By scoring 96 countries on a number of well-being factors for the over-60s, the researchers found that the top of the list was dominated by Western European nations in general, with Norway and Sweden falling into second and third place, respectively. The UK, meanwhile, came in at number 10.
In fact, there were only three non-European countries among the top 10 – Canada in fifth place, the Japan in eighth place and the US in ninth place.
The four key areas looked at were income, health, education, employment and pleasantness of environment, and the study spanned 91 per cent of the planet's old population.

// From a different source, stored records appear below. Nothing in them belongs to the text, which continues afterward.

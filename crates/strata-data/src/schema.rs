//! Serde data-file structs for game content definitions.
//!
//! These structs define the on-disk format for planets, manager
//! templates, and miner skins. They are deserialized from RON, JSON, or
//! TOML data files and then resolved into catalog types by the loader.

use serde::Deserialize;

use strata_core::catalog::Rarity;
use strata_core::manager::{ManagerEffect, ManagerGrade};

/// Top-level content file: one document holds all three tables.
#[derive(Debug, Clone, Deserialize)]
pub struct CatalogData {
    /// Planet list. The first entry is the starting planet.
    pub planets: Vec<PlanetData>,
    #[serde(default)]
    pub managers: Vec<ManagerData>,
    #[serde(default)]
    pub skins: Vec<SkinData>,
}

/// A planet definition in a data file.
#[derive(Debug, Clone, Deserialize)]
pub struct PlanetData {
    pub name: String,
    /// Net worth required to unlock. 0 = available from the start.
    #[serde(default)]
    pub unlock_cost: f64,
    pub multiplier: f64,
}

/// A manager template definition in a data file.
#[derive(Debug, Clone, Deserialize)]
pub struct ManagerData {
    pub name: String,
    pub grade: ManagerGrade,
    pub effect: ManagerEffect,
    pub multiplier: f64,
    pub active_secs: u64,
    pub cooldown_secs: u64,
}

/// A miner skin definition in a data file.
#[derive(Debug, Clone, Deserialize)]
pub struct SkinData {
    pub name: String,
    pub rarity: Rarity,
    pub multiplier: f64,
    pub price_premium: f64,
    pub price_currency: f64,
}

#[cfg(test)]
mod tests {
    use super::*;

    #[test]
    fn parses_ron() {
        let data: CatalogData = ron::from_str(
            r#"(
                planets: [
                    (name: "base_world", multiplier: 1.0),
                    (name: "farcaster_world", unlock_cost: 1000000.0, multiplier: 2.0),
                ],
                managers: [
                    (
                        name: "junior_miner",
                        grade: junior,
                        effect: speed,
                        multiplier: 2.0,
                        active_secs: 30,
                        cooldown_secs: 300,
                    ),
                ],
                skins: [
                    (
                        name: "neon_driller",
                        rarity: common,
                        multiplier: 3.0,
                        price_premium: 0.2,
                        price_currency: 2000000.0,
                    ),
                ],
            )"#,
        )
        .unwrap();

        assert_eq!(data.planets.len(), 2);
        assert_eq!(data.planets[0].unlock_cost, 0.0);
        assert_eq!(data.managers[0].grade, ManagerGrade::Junior);
        assert_eq!(data.skins[0].rarity, Rarity::Common);
    }

    #[test]
    fn parses_json() {
        let data: CatalogData = serde_json::from_str(
            r#"{
                "planets": [
                    {"name": "base_world", "multiplier": 1.0}
                ],
                "managers": [
                    {
                        "name": "senior_executive",
                        "grade": "senior",
                        "effect": "cost",
                        "multiplier": 0.1,
                        "active_secs": 60,
                        "cooldown_secs": 600
                    }
                ]
            }"#,
        )
        .unwrap();

        assert_eq!(data.managers[0].effect, ManagerEffect::Cost);
        assert!(data.skins.is_empty());
    }

    #[test]
    fn parses_toml() {
        let data: CatalogData = toml::from_str(
            r#"
                [[planets]]
                name = "base_world"
                multiplier = 1.0

                [[skins]]
                name = "satoshi_rocket"
                rarity = "mythic"
                multiplier = 28.0
                price_premium = 2.0
                price_currency = 20000000.0
            "#,
        )
        .unwrap();

        assert_eq!(data.skins[0].multiplier, 28.0);
    }
}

THE 10 BEST COUNTRIES TO BE AN OLD PERSON IN


1. Switzerland

2. Norway

3. Sweden

4. Germany


5. Canada

6. Netherlands

7. Iceland

8. Japan

9. US

10. UK

Not all of Europe fared so well, however – Greece, with its economy in turmoil, fell very near the bottom of the entire list in 79th place. Turkey also came low in 75th place.
The bottom 10 was dominated by African countries, with some other countries making an appearance including war-torn Iraq and Afghanistan, which was ranked the worst country of all for old people to live in.

THE 10 WORST COUNTRIES TO BE AN OLD PERSON IN

1. Afghanistan

2. Malawi

3. Mozambique

4. West Bank & Gaza

5. Pakistan

6. Tanzania

7. Zambia

8. Rwanda

9. Uganda

10. Iraq

Professor Asghar Zaidi, the study's lead researcher, said:
This Index is vital in representing the lives of older people in countries around the world as it enables us to compare not just their pension income and health but also the age friendly environments in which they live.
The Index has also shown that a number of countries still lack vital statistics of older people and we would like to see them feature in the report in the future.